Direct answer. Investment banking in Brazil runs on two tracks that often overlap: local franchises with deep São Paulo coverage and global houses operating from São Paulo desks. Recruiting cycles and technical expectations are not identical to US on-cycle, and Portuguese fluency is required for local-coverage seats. The technical layer adds BRL valuation conventions, Selic-linked dynamics, IPCA references, and local M&A precedents that generic global prep rarely covers.

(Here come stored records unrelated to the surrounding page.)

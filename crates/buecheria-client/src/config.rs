//! Client configuration.

use std::env;
use std::fmt;
use std::str::FromStr;

use crate::ApiError;

/// Environment variable overriding [`ApiConfig::base_url`].
pub const BASE_URL_ENV: &str = "BUECHERIA_API_URL";
/// Environment variable overriding [`ApiConfig::crud_auth`].
pub const CRUD_AUTH_ENV: &str = "BUECHERIA_CRUD_AUTH";

// ---------------------------------------------------------------------------
// CrudAuth
// ---------------------------------------------------------------------------

/// Whether CRUD calls (authors, books, members, loans) carry the session
/// token.
///
/// Login and the `/protected` / `/adminonly` checks always go through the
/// authenticated pipeline; this only decides the resource endpoints.
#[derive(Debug, Clone, Copy, PartialEq, Eq, Default)]
pub enum CrudAuth {
    /// Send CRUD requests without a token. The deployed API serves its
    /// resource routes without authentication, so this is the default.
    #[default]
    Anonymous,

    /// Route every CRUD request through
    /// [`authenticated_request`](crate::ApiClient::authenticated_request):
    /// no session means [`ApiError::NotAuthenticated`], and a 401 logs out.
    Bearer,
}

impl FromStr for CrudAuth {
    type Err = ApiError;

    fn from_str(s: &str) -> Result<Self, Self::Err> {
        match s.trim().to_ascii_lowercase().as_str() {
            "anonymous" => Ok(Self::Anonymous),
            "bearer" => Ok(Self::Bearer),
            other => Err(ApiError::Config(format!(
                "{CRUD_AUTH_ENV} must be `anonymous` or `bearer`, got {other:?}"
            ))),
        }
    }
}

impl fmt::Display for CrudAuth {
    fn fmt(&self, f: &mut fmt::Formatter<'_>) -> fmt::Result {
        match self {
            Self::Anonymous => write!(f, "anonymous"),
            Self::Bearer => write!(f, "bearer"),
        }
    }
}

// ---------------------------------------------------------------------------
// ApiConfig
// ---------------------------------------------------------------------------

/// Configuration for an [`ApiClient`](crate::ApiClient).
#[derive(Debug, Clone)]
pub struct ApiConfig {
    /// Base URL every endpoint path is appended to. May carry a path
    /// prefix: with `http://host/api`, the login endpoint is
    /// `http://host/api/login`.
    pub base_url: String,

    /// Token attachment for CRUD endpoints.
    pub crud_auth: CrudAuth,

    /// `User-Agent` header sent with every request.
    pub user_agent: String,
}

impl Default for ApiConfig {
    fn default() -> Self {
        Self {
            base_url: "http://localhost:8000/api".to_string(),
            crud_auth: CrudAuth::default(),
            user_agent: concat!("buecheria-client/", env!("CARGO_PKG_VERSION"))
                .to_string(),
        }
    }
}

impl ApiConfig {
    /// Starts from [`Default`] and applies `BUECHERIA_API_URL` and
    /// `BUECHERIA_CRUD_AUTH` when they are set.
    ///
    /// # Errors
    /// [`ApiError::Config`] if `BUECHERIA_CRUD_AUTH` has an unknown value.
    pub fn from_env() -> Result<Self, ApiError> {
        let mut config = Self::default();
        if let Ok(url) = env::var(BASE_URL_ENV) {
            config.base_url = url;
        }
        if let Ok(mode) = env::var(CRUD_AUTH_ENV) {
            config.crud_auth = mode.parse()?;
        }
        Ok(config)
    }

    /// Returns the full URL for an endpoint path such as `/books/3`.
    pub fn endpoint(&self, path: &str) -> String {
        format!(
            "{}/{}",
            self.base_url.trim_end_matches('/'),
            path.trim_start_matches('/')
        )
    }
}
//! `ApiClient` builder, login, and the request pipeline.
//!
//! Every request goes through one of two paths:
//!
//! ```text
//! anonymous_request()      ──→ send ──→ Response
//! authenticated_request()  ──→ token? ──→ merge headers ──→ send ──→ 401? ──→ Response
//!                                 │                                   │
//!                                 ▼                                   ▼
//!                          NotAuthenticated                 clear_session + AuthExpired
//! ```
//!
//! Resource calls pick the path from [`CrudAuth`]. Nothing is retried and
//! no timeout is set: a failure is returned to the caller as it happens.

use std::sync::Arc;

use buecheria_session::{Role, Session, SessionManager};
use buecheria_store::KeyValueStore;
use reqwest::header::{AUTHORIZATION, CONTENT_TYPE, HeaderMap, HeaderName, HeaderValue};
use reqwest::{Method, Response, Url};
use serde::de::DeserializeOwned;
use serde::{Deserialize, Serialize};

use crate::message::error_message;
use crate::resources::{Authors, Books, Loans, Members, Resources};
use crate::{ApiConfig, ApiError, CrudAuth};

// ---------------------------------------------------------------------------
// Wire types
// ---------------------------------------------------------------------------

#[derive(Serialize)]
struct LoginRequest<'a> {
    username: &'a str,
    password: &'a str,
}

/// Body of a successful `POST /login`. The API also sends `token_type`,
/// which is always `bearer` and ignored here.
#[derive(Deserialize)]
struct LoginResponse {
    access_token: String,
    username: String,
    role: String,
}

// ---------------------------------------------------------------------------
// RequestOptions
// ---------------------------------------------------------------------------

/// Method, headers and body for a single request.
///
/// Headers set here win over the ones the pipeline adds: a caller can
/// replace `Content-Type` (or even `Authorization`) for one call.
#[derive(Debug, Clone, Default)]
pub struct RequestOptions {
    /// HTTP method. Defaults to `GET`.
    pub method: Method,

    /// Extra headers, merged over the pipeline's headers.
    pub headers: HeaderMap,

    /// JSON body, if any.
    pub body: Option<serde_json::Value>,
}

impl RequestOptions {
    /// Options for a request with the given method and nothing else.
    pub fn new(method: Method) -> Self {
        Self {
            method,
            ..Self::default()
        }
    }

    /// Adds (or replaces) a header.
    pub fn header(mut self, name: HeaderName, value: HeaderValue) -> Self {
        self.headers.insert(name, value);
        self
    }

    /// Sets the JSON body.
    ///
    /// # Errors
    /// [`ApiError::Encode`] if `body` can't be represented as JSON.
    pub fn json<T: Serialize + ?Sized>(mut self, body: &T) -> Result<Self, ApiError> {
        self.body = Some(serde_json::to_value(body).map_err(ApiError::Encode)?);
        Ok(self)
    }
}

// ---------------------------------------------------------------------------
// DashboardCounts
// ---------------------------------------------------------------------------

/// Totals shown on the dashboard.
#[derive(Debug, Clone, Copy, PartialEq, Eq, Default)]
pub struct DashboardCounts {
    pub books: usize,
    pub authors: usize,
    pub members: usize,
    pub loans: usize,
}

// ---------------------------------------------------------------------------
// ApiClientBuilder
// ---------------------------------------------------------------------------

/// Builder for an [`ApiClient`].
///
/// # Example
///
/// ```rust,no_run
/// use buecheria_client::{ApiClientBuilder, CrudAuth};
/// use buecheria_store::MemoryStore;
///
/// let client = ApiClientBuilder::new()
///     .base_url("http://localhost:8000/api")
///     .crud_auth(CrudAuth::Bearer)
///     .build(MemoryStore::new())?;
/// # Ok::<(), buecheria_client::ApiError>(())
/// ```
pub struct ApiClientBuilder {
    config: ApiConfig,
}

Banking Prep AI is not affiliated with, endorsed by, or partnered with any bank mentioned. This content is based on publicly available candidate reports and general investment banking preparation guidance.
The Local Landscape
The Brazilian IB market blends domestic franchises with global banks operating local desks. Candidate reports suggest deal flow concentrates in São Paulo, with Rio still relevant for energy and natural resources coverage. Sector emphasis varies by house and by year — agribusiness, financial sponsors, infrastructure, energy, and consumer all see consistent activity from multiple banks. For firm-specific prep, see the BTG Pactual investment banking interview process.
Houses to Know
The list below reflects houses widely recognized as consistently active in Brazilian IB. Coverage and ranking shift year to year — confirm current standing through public league tables before any interview.
- BTG Pactual. A local franchise frequently cited as the largest independent investment bank in Latin America. Partnership culture and a reputation for technical depth in M&A and ECM.
- Itaú BBA. The corporate and investment banking arm of one of Brazil's largest universal banks. Strong DCM, project finance, and agribusiness coverage; M&A active across mid-cap and large-cap.
- XP. A growth-stage franchise with active ECM coverage of Brazilian growth companies. Entrepreneurial culture; broader platform spans wealth management and brokerage.
- Bradesco BBI. Universal-bank investment banking arm with consistent coverage of large Brazilian corporates and DCM.
- Santander Brasil. Local arm of a global universal bank with strong coverage of large Brazilian and Iberian corporates.
- Global houses with São Paulo desks. J.P. Morgan, Bank of America, Goldman Sachs, Morgan Stanley, Citi and UBS BB are widely recognized as active. They typically run cross-border M&A, ECM, and DCM with a hybrid English/Portuguese workflow.
Recruiting Cycles
Recruiting timelines vary by bank and year. Local houses typically run faster per-process cycles than US on-cycle — fewer rounds compressed into a shorter calendar window. Global houses with São Paulo desks may align partially with their global on-cycle calendars.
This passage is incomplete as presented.